Dulu, Reem berdiri di depan kantong jenazah, mengenali baju putranya. Ia menangis dan meratap—wajahnya menjadi simbol penderitaan ibu-ibu Gaza. Kini, giliran anak-anaknya yang menangisi tubuhnya, dan dunia hanya bisa menyaksikan.

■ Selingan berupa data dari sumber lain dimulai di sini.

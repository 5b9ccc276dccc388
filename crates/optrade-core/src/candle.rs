//! OHLCV candle, the unit the aggregator produces and the cache stores.

use crate::clock::Timeframe;
use crate::decimal::{Price, Quantity};
use crate::error::{CoreError, Result};
use crate::symbol::Symbol;
use chrono::{DateTime, Utc};
use serde::{Deserialize, Serialize};

/// One OHLCV bar for `symbol` over `[bucket_start, bucket_start + timeframe)`.
#[derive(Debug, Clone, PartialEq, Serialize, Deserialize)]
pub struct Candle {
    pub symbol: Symbol,
    pub timeframe: Timeframe,
    pub bucket_start: DateTime<Utc>,
    pub open: Price,
    pub high: Price,
    pub low: Price,
    pub close: Price,
    pub volume: Quantity,
    /// Number of ticks folded into this bar. Zero-tick (synthetic /
    /// carried-forward) candles are allowed but must say so.
    pub tick_count: u32,
    /// `true` once `now >= bucket_start + timeframe`; finalized candles are
    /// immutable and are the only ones a `DataAssembler` dataset may
    /// contain (aside from the single optional in-progress tail candle a
    /// caller explicitly opts into).
    pub finalized: bool,
}

impl Candle {
    /// Construct a single-tick, still-forming candle: open == high == low
    /// == close, `finalized = false`.
    pub fn from_tick(
        symbol: Symbol,
        timeframe: Timeframe,
        bucket_start: DateTime<Utc>,
        price: Price,
        volume: Quantity,
    ) -> Self {
        Self {
            symbol,
            timeframe,
            bucket_start,
            open: price,
            high: price,
            low: price,
            close: price,
            volume,
            tick_count: 1,
            finalized: false,
        }
    }

    /// Mark this candle immutable. Called by the aggregator when a bucket
    /// rolls over; never reversed.
    pub fn finalize(&mut self) {
        self.finalized = true;
    }

    /// Fold another tick into this bar in place.
    pub fn absorb_tick(&mut self, price: Price, volume: Quantity) {
        if price > self.high {
            self.high = price;
        }
        if price < self.low {
            self.low = price;
        }
        self.close = price;
        self.volume = self.volume + volume;
        self.tick_count += 1;
    }

    /// `high >= open, close, low` and `low <= open, close, high` and all
    /// prices positive. Volume may be zero (illiquid instrument) but never
    /// negative.
    pub fn validate(&self) -> Result<()> {
        if self.high < self.open
            || self.high < self.close
            || self.high < self.low
            || self.low > self.open
            || self.low > self.close
        {
            return Err(CoreError::InvalidCandle(format!(
                "OHLC out of order for {} @ {}: o={} h={} l={} c={}",
                self.symbol, self.bucket_start, self.open, self.high, self.low, self.close
            )));
        }
        if !self.open.is_positive() || !self.close.is_positive() {
            return Err(CoreError::InvalidCandle(format!(
                "non-positive open/close for {} @ {}",
                self.symbol, self.bucket_start
            )));
        }
        if self.volume.inner().is_sign_negative() {
            return Err(CoreError::InvalidCandle(format!(
                "negative volume for {} @ {}",
                self.symbol, self.bucket_start
            )));
        }
        Ok(())
    }

    pub fn bucket_end(&self) -> DateTime<Utc> {
        self.bucket_start + self.timeframe.duration()
    }
}

#[cfg(test)]
mod tests {
    use super::*;
    use rust_decimal_macros::dec;

    fn ts() -> DateTime<Utc> {
        "2026-07-27T04:00:00Z".parse().unwrap()
    }

    #[test]
    fn test_from_tick_is_degenerate_ohlc() {
        let c = Candle::from_tick(
            Symbol::new("NIFTY"),
            Timeframe::M5,
            ts(),
            Price::new(dec!(100)),
            Quantity::new(dec!(10)),
        );
        assert_eq!(c.open, c.high);
        assert_eq!(c.open, c.low);
        assert_eq!(c.open, c.close);
        assert!(c.validate().is_ok());
    }

    #[test]
    fn test_absorb_tick_updates_high_low_close() {
        let mut c = Candle::from_tick(
            Symbol::new("NIFTY"),
            Timeframe::M5,
            ts(),
            Price::new(dec!(100)),
            Quantity::new(dec!(10)),
        );
        c.absorb_tick(Price::new(dec!(105)), Quantity::new(dec!(5)));
        c.absorb_tick(Price::new(dec!(95)), Quantity::new(dec!(5)));
        c.absorb_tick(Price::new(dec!(102)), Quantity::new(dec!(5)));
        assert_eq!(c.high, Price::new(dec!(105)));
        assert_eq!(c.low, Price::new(dec!(95)));
        assert_eq!(c.close, Price::new(dec!(102)));
        assert_eq!(c.volume, Quantity::new(dec!(25)));
        assert_eq!(c.tick_count, 4);
        assert!(c.validate().is_ok());
    }

    #[test]
    fn test_validate_rejects_high_below_open() {
        let mut c = Candle::from_tick(
            Symbol::new("NIFTY"),
            Timeframe::M5,
            ts(),
            Price::new(dec!(100)),
            Quantity::new(dec!(0)),
        );
        c.high = Price::new(dec!(50));
        assert!(c.validate().is_err());
    }

    #[test]
    fn test_bucket_end() {
        let c = Candle::from_tick(
            Symbol::new("NIFTY"),
            Timeframe::M15,
            ts(),
            Price::new(dec!(100)),
            Quantity::new(dec!(0)),
        );
        assert_eq!(c.bucket_end(), ts() + chrono::Duration::minutes(15));
    }
}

Sebelum perang, keluarga Zeidan bukanlah keluarga kaya. Tapi mereka utuh. Mereka punya tawa, meja makan, dan cinta. Reem bekerja sebagai pembersih bersama putranya, Nabil. Suaminya bekerja serabutan. Mereka hidup sederhana, tapi bahagia.
“Ibu saya selalu tersenyum. Dia tidak pernah membentak kami. Kalau kami sedih, dia memasakkan makanan favorit kami dan menjelaskan kenapa dia menegur kami. Dia mendidik kami dengan cinta, bukan ketakutan,” ujar Mirvat.

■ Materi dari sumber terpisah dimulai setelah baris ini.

//! One periodic runner per asset class: polls the broker in a single
//! batch round-trip, folds ticks into candles, and dispatches strategy
//! analysis to a bounded worker pool with "freshest dataset wins"
//! backpressure, per `spec.md` §4.6. Structured as a `tokio::task` that
//! consumes `self` in `run`, the same "config/handles/run(self)" shape as
//! the teacher's `TimeStopMonitor`, generalized from a single watched
//! condition to the full quote -> aggregate -> analyze -> submit pipeline.

use crate::config::RunnerConfig;
use crate::error::Result;
use dashmap::DashMap;
use optrade_aggregator::CandleAggregator;
use optrade_broker::BrokerClient;
use optrade_core::{AssetClass, MarketCalendar, Symbol, Timeframe};
use optrade_data::{AssemblerConfig, DataAssembler};
use optrade_eventbus::{Event, EventBus};
use optrade_signal::SignalManager;
use optrade_store::Store;
use optrade_strategy::{Strategy, StrategyRegistry};
use optrade_telemetry::metrics::{DATA_UNAVAILABLE_TOTAL, RUNNER_LAST_SUCCESS_TS};
use std::sync::atomic::{AtomicU64, Ordering};
use std::sync::Arc;
use tokio::sync::Semaphore;
use tokio_util::sync::CancellationToken;
use tracing::{debug, error, warn};

/// Per-`(strategy, symbol)` generation counter: a worker that wakes up
/// from the semaphore holding a stale generation discards its work
/// instead of running the strategy, per `spec.md` §4.6's backpressure
/// rule.
type GenerationMap = Arc<DashMap<(String, Symbol), u64>>;

pub struct Runner {
    config: RunnerConfig,
    calendar: Arc<MarketCalendar>,
    store: Arc<dyn Store>,
    broker: Arc<dyn BrokerClient>,
    aggregator: Arc<CandleAggregator>,
    assembler: Arc<DataAssembler>,
    registry: Arc<StrategyRegistry>,
    signal_manager: Arc<SignalManager>,
    event_bus: Arc<EventBus>,
    semaphore: Arc<Semaphore>,
    generations: GenerationMap,
    cancel: CancellationToken,
}

impl Runner {
    #[allow(clippy::too_many_arguments)]
    pub fn new(
        config: RunnerConfig,
        calendar: Arc<MarketCalendar>,
        store: Arc<dyn Store>,
        broker: Arc<dyn BrokerClient>,
        aggregator: Arc<CandleAggregator>,
        assembler: Arc<DataAssembler>,
        registry: Arc<StrategyRegistry>,
        signal_manager: Arc<SignalManager>,
        event_bus: Arc<EventBus>,
        cancel: CancellationToken,
    ) -> Self {
        let semaphore = Arc::new(Semaphore::new(config.worker_concurrency));
        Self {
            config,
            calendar,
            store,
            broker,
            aggregator,
            assembler,
            registry,
            signal_manager,
            event_bus,
            semaphore,
            generations: Arc::new(DashMap::new()),
            cancel,
        }
    }

    pub fn asset_class(&self) -> AssetClass {
        self.config.asset_class
    }

    /// `spec.md` §4.6 "Startup behavior": backfill the 1-minute table from
    /// `today_09:15` to now for every symbol this runner owns, so a runner
    /// activated mid-session does not start its real-time table with a
    /// void. Called once by the Orchestrator before `spawn`.
    pub async fn backfill(&self) -> Result<()> {
        let now = self.calendar.now().with_timezone(&chrono::Utc);
        let (session_open, _) = self.calendar.today_session_bounds();
        if now <= session_open {
            return Ok(());
        }
        for symbol in &self.config.symbols {
            let candles = self
                .broker
                .get_historical_candles(symbol, Timeframe::M1, session_open, now)
                .await?;
            if candles.is_empty() {
                continue;
            }
            debug!(symbol = %symbol, count = candles.len(), "intraday backfill");
            self.store.bulk_upsert_candles(&candles).await?;
        }
        Ok(())
    }

    /// Spawn the supervised loop, consuming `self`. Returns a handle the
    /// Orchestrator holds for cancellation and join-on-shutdown.
    pub fn spawn(self) -> RunnerHandle {
        let asset_class = self.config.asset_class;
        let cancel = self.cancel.clone();
        let join = tokio::spawn(self.run());
        RunnerHandle {
            asset_class,
            cancel,
            join,
        }
    }

    async fn run(self) {
        let mut ticker = tokio::time::interval(self.config.interval);
        ticker.set_missed_tick_behavior(tokio::time::MissedTickBehavior::Delay);
        loop {
            tokio::select! {
                _ = self.cancel.cancelled() => {
                    debug!(asset_class = %self.config.asset_class, "runner cancelled");
                    return;
                }
                _ = ticker.tick() => {
                    self.tick().await;
                }
            }
        }
    }

    async fn tick(&self) {
        if !self.calendar.is_market_open_now() {
            return;
        }

        let now = self.calendar.now().with_timezone(&chrono::Utc);
        let quotes = match self.broker.get_quotes(&self.config.symbols).await {
            Ok(quotes) => quotes,
            Err(err) => {
                warn!(asset_class = %self.config.asset_class, error = %err, "batch quote fetch failed");
                return;
            }
        };

        let strategies = self.registry.for_asset_class(self.config.asset_class);

        for symbol in &self.config.symbols {
            let Some(quote) = quotes.get(symbol) else {
                continue;
            };

            if let Err(err) = self
                .store
                .insert_intraday_quote(symbol, quote.last_price, quote.volume, now)
                .await
            {
                warn!(symbol = %symbol, error = %err, "failed to persist intraday quote");
                continue;
            }

            let closed = self
                .aggregator
                .on_tick(symbol, quote.last_price, quote.volume, now);
            for candle in closed {
                if let Err(err) = self.store.upsert_candle(&candle).await {
                    warn!(symbol = %symbol, error = %err, "failed to persist closed candle");
                    continue;
                }
                self.event_bus.publish(Event::CandleClosed {
                    symbol: symbol.clone(),
                    timeframe: candle.timeframe,
                    candle,
                });
            }

            for strategy in &strategies {
                if strategy.config().symbols.contains(symbol) {
                    self.dispatch(strategy.clone(), symbol.clone());
                }
            }
        }

        RUNNER_LAST_SUCCESS_TS
            .with_label_values(&[self.config.asset_class.to_string().as_str()])
            .set(now.timestamp());
    }

    /// Hand one `(strategy, symbol)` analysis to the worker pool. The
    /// generation counter is bumped before the permit is even requested,
    /// so a task that wakes up holding a stale generation (a newer tick
    /// for the same key already queued behind it) discards its work
    /// instead of running a now-superseded analysis.
    fn dispatch(&self, strategy: Arc<dyn Strategy>, symbol: Symbol) {
        let key = (strategy.config().name.clone(), symbol.clone());
        let generation = {
            let mut counter = self.generations.entry(key.clone()).or_insert(0);
            *counter += 1;
            *counter
        };

        let semaphore = self.semaphore.clone();
        let generations = self.generations.clone();
        let assembler = self.assembler.clone();
        let signal_manager = self.signal_manager.clone();
        let timeout = self.config.strategy_timeout;
        let assembler_cfg = AssemblerConfig {
            timeframe: strategy.config().timeframe,
            lookback_periods: strategy.config().lookback_periods,
            min_periods: strategy.config().min_periods,
            include_in_progress: false,
        };

        tokio::spawn(async move {
            let _permit = match semaphore.acquire_owned().await {
                Ok(permit) => permit,
                Err(_) => return,
            };

            let current = generations.get(&key).map(|g| *g).unwrap_or(generation);
            if current != generation {
                debug!(strategy = %key.0, symbol = %key.1, "stale strategy dispatch discarded");
                return;
            }

            let dataset = match tokio::time::timeout(
                timeout,
                assembler.dataset_for_strategy(&symbol, &assembler_cfg),
            )
            .await
            {
                Ok(Ok(dataset)) => dataset,
                Ok(Err(optrade_data::DataError::Assembler(
                    optrade_data::AssemblerError::DataUnavailable { .. }
                    | optrade_data::AssemblerError::InsufficientPeriods { .. }
                    | optrade_data::AssemblerError::GapMismatch { .. },
                ))) => {
                    DATA_UNAVAILABLE_TOTAL.with_label_values(&[symbol.as_str()]).inc();
                    return;
                }
                Ok(Err(err)) => {
                    warn!(strategy = %key.0, symbol = %symbol, error = %err, "dataset assembly failed");
                    return;
                }
                Err(_) => {
                    warn!(strategy = %key.0, symbol = %symbol, "strategy analysis exceeded its time budget");
                    return;
                }
            };

            let Some(signal) = strategy.analyze(&symbol, &dataset) else {
                return;
            };

            match signal_manager.submit(signal).await {
                Ok(_) => {}
                Err(optrade_signal::SignalError::DuplicateSignal) => {}
                Err(err) => {
                    error!(strategy = %key.0, symbol = %symbol, error = %err, "signal submission failed");
                }
            }
        });
    }
}

/// Owns the cancellation token and join handle of one spawned `Runner`
/// task, matching the teacher's `CancellationToken`-plus-`JoinHandle`
/// supervision shape.
pub struct RunnerHandle {
    asset_class: AssetClass,
    cancel: CancellationToken,
    join: tokio::task::JoinHandle<()>,
}

impl RunnerHandle {
    pub fn asset_class(&self) -> AssetClass {
        self.asset_class
    }

    /// Request cancellation and wait for the task to observe it. Never
    /// panics even if the task already finished.
    pub async fn stop(self) {
        self.cancel.cancel();
        if let Err(err) = self.join.await {
            warn!(asset_class = %self.asset_class, error = %err, "runner task panicked during shutdown");
        }
    }
}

Kini, tawa itu sirna. Meja makan kehilangan satu kursi yang tak akan pernah terisi. Dan cinta yang dulu mengikat keluarga itu, kini berubah menjadi luka yang dalam.
Sementara dunia memperdebatkan “mekanisme distribusi” dan “strategi militer”, keluarga-keluarga seperti Zeidan dihancurkan, satu per satu. Reem bukan angka dalam statistik. Ia seorang ibu, istri, perempuan yang hanya ingin membawa pulang sekilo tepung.
GHF, organisasi yang mengklaim menjadi solusi distribusi bantuan, justru menjadi simbol dari kegagalan total. Dalam hitungan hari sejak beroperasi, puluhan warga sipil telah tewas. Reem adalah salah satunya. Reem, yang hanya ingin anak-anaknya makan.
Di hari Iduladha, ketika seharusnya keluarga berkumpul merayakan, anak-anak Reem justru menguburkan ibunya. Tahun lalu mereka kehilangan Nabil. Tahun ini, ibunya. Tahun depan?
Kini, Mirvat tak lagi punya mimpi kuliah. Dulu ia ingin jadi pengacara, kini ia hanya ingin adik-adiknya bertahan. “Aku tidak bisa bayangkan makan malam tanpa ibu. Duduk di meja dan melihat kursi ibu kosong… rasanya tidak tertahankan.”
Gaza terus menunggu keadilan. Tapi bagi keluarga Zeidan, harapan itu telah dikubur bersama Reem.
Dan dunia? Dunia terus berjalan. Seolah kematian seorang ibu di Gaza hanyalah berita lain yang cepat berlalu.
Namun di antara reruntuhan dan airmata, kisah Reem tetap hidup. Sebuah pengingat bahwa cinta seorang ibu, bahkan di tengah perang, adalah kekuatan yang tak tergantikan—meski harus dibayar dengan nyawa.